I’ve given this talk twice now at meetups in the South West, so thought a blog summarising some of the key messages I hoped to get across might be useful 🤓
I first gave the talk at the DevOps&Dine meetup in Cardiff in September, and more recently, at the TekCurious meetup hosted by OVO Energy in Bristol in November. Thanks to both meetups for inviting me to speak!
The main objective of this talk is to spark some initial thought and to encourage people to consider a few different ways that they can immediately improve their post-incident learning. The talk covers a couple of different topics, and refers to work from the likes of John Allspaw and Sidney Dekker, which I’ve complemented with some of my own experiences and what we’re doing at Monzo.
I’ve summarised some of the key messages very briefly below, and also included the slides I used in the talk at the end of the blog 📚
Incident debriefs (postmortems, incident wash ups, post incident reviews et al) are probably the most common, and the most crucial part of the process for many organisations when learning from incidents. I talk about how they shouldn’t be all about getting to a root cause; instead focusing on contributing factors. In the complex environments we now often operate in, problems are rarely caused by a single, identifiable cause; so why are we often so obsessed with finding one?
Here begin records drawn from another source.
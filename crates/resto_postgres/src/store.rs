//! Postgres implementations of the resto_core port traits.
//!
//! Each adapter is a newtype wrapping PgPool. All SQL is runtime-checked
//! (sqlx::query, not sqlx::query!) to avoid a compile-time DB requirement.

use anyhow::anyhow;
use async_trait::async_trait;
use sqlx::PgPool;
use uuid::Uuid;

use resto_core::error::RestoError;
use resto_core::ports::{NewUserRecord, RestaurantFilter, RestaurantStore, Result, UserStore};
use resto_core::types::{Restaurant, User};

use crate::sqlx_types::{PgRestaurantRow, PgUserRow};

// ── PgRestaurantStore ─────────────────────────────────────────

/// Postgres-backed restaurant catalog.
pub struct PgRestaurantStore {
    pool: PgPool,
}

impl PgRestaurantStore {
    pub fn new(pool: PgPool) -> Self {
        Self { pool }
    }
}

#[async_trait]
impl RestaurantStore for PgRestaurantStore {
    async fn list(&self, filter: &RestaurantFilter) -> Result<Vec<Restaurant>> {
        let rows = sqlx::query_as::<_, PgRestaurantRow>(
            r#"
            SELECT id, name, description, address, cuisine, price_range,
                   average_price, rating, open_time, close_time,
                   phone, image_url, is_open, latitude, longitude
            FROM restaurants
            WHERE is_open = TRUE
              AND ($1::text IS NULL OR cuisine = $1)
              AND ($2::text IS NULL OR price_range = $2)
              AND ($3::text IS NULL OR name ILIKE '%' || $3 || '%')
            ORDER BY created_at, id
            "#,
        )
        .bind(filter.cuisine.as_deref())
        .bind(filter.price_range.map(|p| p.as_str()))
        .bind(filter.name_contains.as_deref())
        .fetch_all(&self.pool)
        .await
        .map_err(|e| anyhow!(e))?;
        rows.into_iter()
            .map(|r| {
                r.try_into()
                    .map_err(|e: String| RestoError::Internal(anyhow!(e)))
            })
            .collect()
    }

    async fn get(&self, id: Uuid) -> Result<Option<Restaurant>> {
        let row = sqlx::query_as::<_, PgRestaurantRow>(
            r#"
            SELECT id, name, description, address, cuisine, price_range,
                   average_price, rating, open_time, close_time,
                   phone, image_url, is_open, latitude, longitude
            FROM restaurants
            WHERE id = $1
            "#,
        )
        .bind(id)
        .fetch_optional(&self.pool)
        .await
        .map_err(|e| anyhow!(e))?;
        row.map(|r| {
            r.try_into()
                .map_err(|e: String| RestoError::Internal(anyhow!(e)))
        })
        .transpose()
    }

    async fn search_text(&self, query: &str, limit: i64) -> Result<Vec<Restaurant>> {
        let pattern = format!("%{query}%");
        let rows = sqlx::query_as::<_, PgRestaurantRow>(
            r#"
            SELECT id, name, description, address, cuisine, price_range,
                   average_price, rating, open_time, close_time,
                   phone, image_url, is_open, latitude, longitude
            FROM restaurants
            WHERE is_open = TRUE
              AND (name ILIKE $1 OR cuisine ILIKE $1 OR address ILIKE $1)
            ORDER BY created_at, id
            LIMIT $2
            "#,
        )
        .bind(&pattern)
        .bind(limit)
        .fetch_all(&self.pool)
        .await
        .map_err(|e| anyhow!(e))?;
        rows.into_iter()
            .map(|r| {
                r.try_into()
                    .map_err(|e: String| RestoError::Internal(anyhow!(e)))
            })
            .collect()
    }

    async fn distinct_cuisines(&self) -> Result<Vec<String>> {
        let cuisines = sqlx::query_scalar::<_, String>(
            r#"
            SELECT DISTINCT cuisine
            FROM restaurants
            WHERE is_open = TRUE
            ORDER BY cuisine
            "#,
        )
        .fetch_all(&self.pool)
        .await
        .map_err(|e| anyhow!(e))?;
        Ok(cuisines)
    }
}

// ── PgUserStore ───────────────────────────────────────────────

/// Postgres-backed user accounts.
pub struct PgUserStore {
    pool: PgPool,
}

impl PgUserStore {
    pub fn new(pool: PgPool) -> Self {
        Self { pool }
    }
}

#[async_trait]
impl UserStore for PgUserStore {
    async fn find_by_id(&self, id: Uuid) -> Result<Option<User>> {
        let row = sqlx::query_as::<_, PgUserRow>(
            r#"
            SELECT id, username, email, password_hash, role,
                   profile_picture, street, city, zip_code, country,
                   refresh_token, created_at
            FROM users
            WHERE id = $1
            "#,
        )
        .bind(id)
        .fetch_optional(&self.pool)
        .await
        .map_err(|e| anyhow!(e))?;
        Ok(row.map(User::from))
    }

    async fn find_by_email(&self, email: &str) -> Result<Option<User>> {
        let row = sqlx::query_as::<_, PgUserRow>(
            r#"
            SELECT id, username, email, password_hash, role,
                   profile_picture, street, city, zip_code, country,
                   refresh_token, created_at
            FROM users
            WHERE email = $1
            "#,
        )
        .bind(email)
        .fetch_optional(&self.pool)
        .await
        .map_err(|e| anyhow!(e))?;
        Ok(row.map(User::from))
    }

    async fn find_by_username(&self, username: &str) -> Result<Option<User>> {
        let row = sqlx::query_as::<_, PgUserRow>(
            r#"
            SELECT id, username, email, password_hash, role,
                   profile_picture, street, city, zip_code, country,
                   refresh_token, created_at
            FROM users
            WHERE username = $1
            "#,
        )
        .bind(username)
        .fetch_optional(&self.pool)
        .await
        .map_err(|e| anyhow!(e))?;
        Ok(row.map(User::from))
    }

    async fn find_by_refresh_token(&self, token: &str) -> Result<Option<User>> {
        let row = sqlx::query_as::<_, PgUserRow>(
            r#"
            SELECT id, username, email, password_hash, role,
                   profile_picture, street, city, zip_code, country,
                   refresh_token, created_at
            FROM users
            WHERE refresh_token = $1
            "#,
        )
        .bind(token)
        .fetch_optional(&self.pool)
        .await
        .map_err(|e| anyhow!(e))?;
        Ok(row.map(User::from))
    }

    async fn insert(&self, record: NewUserRecord) -> Result<User> {
        let row = sqlx::query_as::<_, PgUserRow>(
            r#"
            INSERT INTO users (id, username, email, password_hash, role)
            VALUES ($1, $2, $3, $4, $5)
            RETURNING id, username, email, password_hash, role,
                      profile_picture, street, city, zip_code, country,
                      refresh_token, created_at
            "#,
        )
        .bind(Uuid::new_v4())
        .bind(&record.username)
        .bind(&record.email)
        .bind(&record.password_hash)
        .bind(&record.role)
        .fetch_one(&self.pool)
        .await
        .map_err(|e| anyhow!(e))?;
        Ok(row.into())
    }

    async fn update(&self, user: &User) -> Result<User> {
        let row = sqlx::query_as::<_, PgUserRow>(
            r#"
            UPDATE users
            SET username = $2, email = $3, password_hash = $4, role = $5,
                profile_picture = $6, street = $7, city = $8,
                zip_code = $9, country = $10
            WHERE id = $1
            RETURNING id, username, email, password_hash, role,
                      profile_picture, street, city, zip_code, country,
                      refresh_token, created_at
            "#,
        )
        .bind(user.id)
        .bind(&user.username)
        .bind(&user.email)
        .bind(&user.password_hash)
        .bind(&user.role)
        .bind(user.profile_picture.as_deref())
        .bind(user.street.as_deref())
        .bind(user.city.as_deref())
        .bind(user.zip_code.as_deref())
        .bind(user.country.as_deref())
        .fetch_optional(&self.pool)
        .await
        .map_err(|e| anyhow!(e))?;
        row.map(User::from)
            .ok_or_else(|| RestoError::NotFound("User not found".into()))
    }

    async fn set_refresh_token(&self, id: Uuid, token: Option<&str>) -> Result<()> {
        sqlx::query(r#"UPDATE users SET refresh_token = $2 WHERE id = $1"#)
            .bind(id)
            .bind(token)
            .execute(&self.pool)
            .await
            .map_err(|e| anyhow!(e))?;
        Ok(())
    }

    async fn list(&self) -> Result<Vec<User>> {
        let rows = sqlx::query_as::<_, PgUserRow>(
            r#"
            SELECT id, username, email, password_hash, role,
                   profile_picture, street, city, zip_code, country,
                   refresh_token, created_at
            FROM users
            ORDER BY created_at, id
            "#,
        )
        .fetch_all(&self.pool)
        .await
        .map_err(|e| anyhow!(e))?;
        Ok(rows.into_iter().map(User::from).collect())
    }
}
I also give a quick overview of how Monzo approach their incident debriefs, and how I feel that as a technology industry we’re missing a big opportunity to share our experiences and lessons with each other; critically missing the opportunity to make things better for all of our customers.
I introduce John Allspaw’s article ‘The Infinite How’s, and encourage people to consider how the language we use can have a big impact on how much we’re able to learn.
Asking questions that begin with ‘how’ rather than ‘why’ is an incredibly simple, yet effective way to increase learning opportunities, and helps get closer to understanding the contributing factors of an incident than asking ‘why’ does. For example; you’ve had an incident that caused an outage on your platform, and after some investigation you find out that you could have caught the issue if you’d had some more thorough tests in place. Instead of asking ‘Why didn’t you test this’, which immediately puts people on the defensive and can close down potential opportunities to learn, you could phrase the question as ‘How did we decide what tests to run here?’. Asking ‘How’ opens up the narrative, and encourages people to tell their stories and talk more widely about their experiences surrounding an incident.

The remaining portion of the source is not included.